The Wall Street Journal’s Editorial Board published an op-ed Sunday suggesting that the meetings indicate Glick had lied before the Senate Energy and Natural Resources Committee when he denied slow-walking natural gas pipeline approvals because of administration orders. (See Glick: No Regrets over Gas Policy Statements.)

“It’s impossible to know what Messrs. Glick and Zaidi were discussing,” the board wrote. “But it’s hard to believe the two never talked about pipelines.”

Glick called the Journal’s piece “complete bull,” joking that he wanted to quote former Attorney General Bill Barr, whom he said was “more colorful.” He was alluding to Barr’s statement in a deposition that former President Donald Trump’s claims of election fraud were “bullshit.”

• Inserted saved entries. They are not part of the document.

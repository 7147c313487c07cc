use axum::{http::StatusCode, response::Response, routing::get, Router};

use crate::context::{ReqContext, RequestTimer};
use crate::models::RoleType;
use crate::state::AppState;

pub fn router() -> Router<AppState> {
    Router::new().route("/api/admin/ping", get(admin_ping))
}

/// Reachable by org admins only
pub async fn admin_ping(mut ctx: ReqContext) -> Response {
    ctx.time_request(RequestTimer::start("api.admin.ping"));

    if !ctx.has_user_role(RoleType::Admin) {
        return ctx.json_api_err(StatusCode::FORBIDDEN, "Permission denied", None);
    }

    ctx.json_ok("pong")
}
use chrono::Utc;
use rand::Rng;

use super::DbPool;
use crate::models::{hash_token, UserAuthToken};

/// Generate a new random session token
pub fn generate_token() -> String {
    let mut rng = rand::thread_rng();
    let bytes: [u8; 32] = rng.gen();
    base64::Engine::encode(&base64::engine::general_purpose::URL_SAFE_NO_PAD, bytes)
}

type TokenRow = (i64, i64, String, String, String, String, i64, i64, i64, i64, i64);

fn token_from_row(row: TokenRow, unhashed: &str) -> UserAuthToken {
    let (
        id,
        user_id,
        auth_token,
        prev_auth_token,
        user_agent,
        client_ip,
        auth_token_seen,
        seen_at,
        rotated_at,
        created_at,
        updated_at,
    ) = row;

    UserAuthToken {
        id,
        user_id,
        auth_token,
        prev_auth_token,
        user_agent,
        client_ip,
        auth_token_seen: auth_token_seen != 0,
        seen_at,
        rotated_at,
        created_at,
        updated_at,
        unhashed_token: unhashed.to_string(),
    }
}

/// Issue a token for `user_id`; the plain value is returned once, in `unhashed_token`
pub async fn create_token(
    pool: &DbPool,
    user_id: i64,
    client_ip: &str,
    user_agent: &str,
) -> Result<UserAuthToken, sqlx::Error> {
    let unhashed = generate_token();
    let now = Utc::now().timestamp();

    let mut token = UserAuthToken {
        user_id,
        auth_token: hash_token(&unhashed),
        user_agent: user_agent.to_string(),
        client_ip: client_ip.to_string(),
        rotated_at: now,
        created_at: now,
        updated_at: now,
        unhashed_token: unhashed,
        ..Default::default()
    };

    let result = sqlx::query(
        r#"
        INSERT INTO user_auth_token
            (user_id, auth_token, prev_auth_token, user_agent, client_ip, auth_token_seen, seen_at, rotated_at, created_at, updated_at)
        VALUES (?, ?, '', ?, ?, 0, 0, ?, ?, ?)
        "#,
    )
    .bind(token.user_id)
    .bind(&token.auth_token)
    .bind(&token.user_agent)
    .bind(&token.client_ip)
    .bind(token.rotated_at)
    .bind(token.created_at)
    .bind(token.updated_at)
    .execute(pool)
    .await?;

    token.id = result.last_insert_rowid();
    Ok(token)
}

/// Find the token matching `unhashed`, including a previous value still in its rotation overlap
pub async fn lookup_token(
    pool: &DbPool,
    unhashed: &str,
) -> Result<Option<UserAuthToken>, sqlx::Error> {
    let hashed = hash_token(unhashed);

    let row: Option<TokenRow> = sqlx::query_as(
        r#"
        SELECT id, user_id, auth_token, prev_auth_token, user_agent, client_ip,
               auth_token_seen, seen_at, rotated_at, created_at, updated_at
        FROM user_auth_token
        WHERE auth_token = ? OR (prev_auth_token = ? AND prev_auth_token != '')
        "#,
    )
    .bind(&hashed)
    .bind(&hashed)
    .fetch_optional(pool)
    .await?;

    Ok(row.map(|r| token_from_row(r, unhashed)))
}

/// Persist a successful use of the current token; returns false if it was rotated meanwhile
pub async fn mark_seen(
    pool: &DbPool,
    token: &mut UserAuthToken,
    now: i64,
) -> Result<bool, sqlx::Error> {
    let result = sqlx::query(
        r#"
        UPDATE user_auth_token
        SET auth_token_seen = 1, seen_at = ?, updated_at = ?, prev_auth_token = ''
        WHERE id = ? AND auth_token = ?
        "#,
    )
    .bind(now)
    .bind(now)
    .bind(token.id)
    .bind(&token.auth_token)
    .execute(pool)
    .await?;

    let updated = result.rows_affected() > 0;
    if updated {
        token.mark_seen(now);
    }
    Ok(updated)
}

/// Store a rotation of `token` to a fresh value
pub async fn rotate_token(
    pool: &DbPool,
    token: &mut UserAuthToken,
    now: i64,
) -> Result<(), sqlx::Error> {
    let mut rotated = token.clone();
    rotated.rotate(&generate_token(), now);

    sqlx::query(
        r#"
        UPDATE user_auth_token
        SET auth_token = ?, prev_auth_token = ?, auth_token_seen = 0, rotated_at = ?, updated_at = ?
        WHERE id = ?
        "#,
    )
    .bind(&rotated.auth_token)
    .bind(&rotated.prev_auth_token)
    .bind(rotated.rotated_at)
    .bind(rotated.updated_at)
    .bind(rotated.id)
    .execute(pool)
    .await?;

    *token = rotated;
    Ok(())
}

pub async fn revoke_token(pool: &DbPool, id: i64) -> Result<bool, sqlx::Error> {
    let result = sqlx::query("DELETE FROM user_auth_token WHERE id = ?")
        .bind(id)
        .execute(pool)
        .await?;

    Ok(result.rows_affected() > 0)
}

“I take FERC’s independence very seriously,” he told reporters. “I would never allow [anyone in the administration] to tell me what to do, and the good news is that in this particular administration, they don’t do that.”

James Danly Richard Glick 2022-06-16 (RTO Insider LLC) Alt FI.jpgFERC Commissioner James Danly (left) and Chairman Richard Glick chat before the commission’s meeting begins. | © RTO Insider LLC

 

Glick was likely alluding to the Trump administration’s proposed Grid Resiliency Pricing Rule, which FERC unanimously rejected in 2018. (See FERC Rejects DOE Rule, Opens RTO ‘Resilience’ Inquiry.) He also said that in his first meeting with Granholm, she pledged that the Department of Energy would “never tell [us] what to do. And she’s lived up to that, and I really respect that.”

He also said he “would never, ever talk about anything we can’t talk about, meaning ex parte.”

Under the commission’s ex parte rules, FERC commissioners and staff can only discuss issues pending before them among themselves; they cannot even consider opinions about those issues unless they are officially filed with the commission as comments.

Instead, Glick said, the meetings were for him to brief the administration about what was going on: “‘What’s the status of grid reliability? Where do we think the grid is headed? Is there enough fuel in New England for the winter? What’s happening in Texas during [last year’s] winter storm? Was there market manipulation?’ … It’s never, ‘you need to do this,’ or ‘you should do this,’ or ‘this is our policy.’ That just doesn’t happen.”

Glick was also asked whether he received feedback from Zaidi or Granholm about two controversial policy statements the commission issued earlier this year that were later converted to drafts, with the majority citing feedback from stakeholders who said the policies were confusing. (See FERC Backtracks on Gas Policy Updates.)

The policies were not even discussed, Glick said. “No one provided any feedback whatsoever.”

The FOIA request was submitted by the Institute for Energy Research, which describes itself as a nonprofit that “conducts intensive research and analysis on the functions, operations and government regulation of global energy markets.” It advocates for free-market energy policy and fossil fuel use.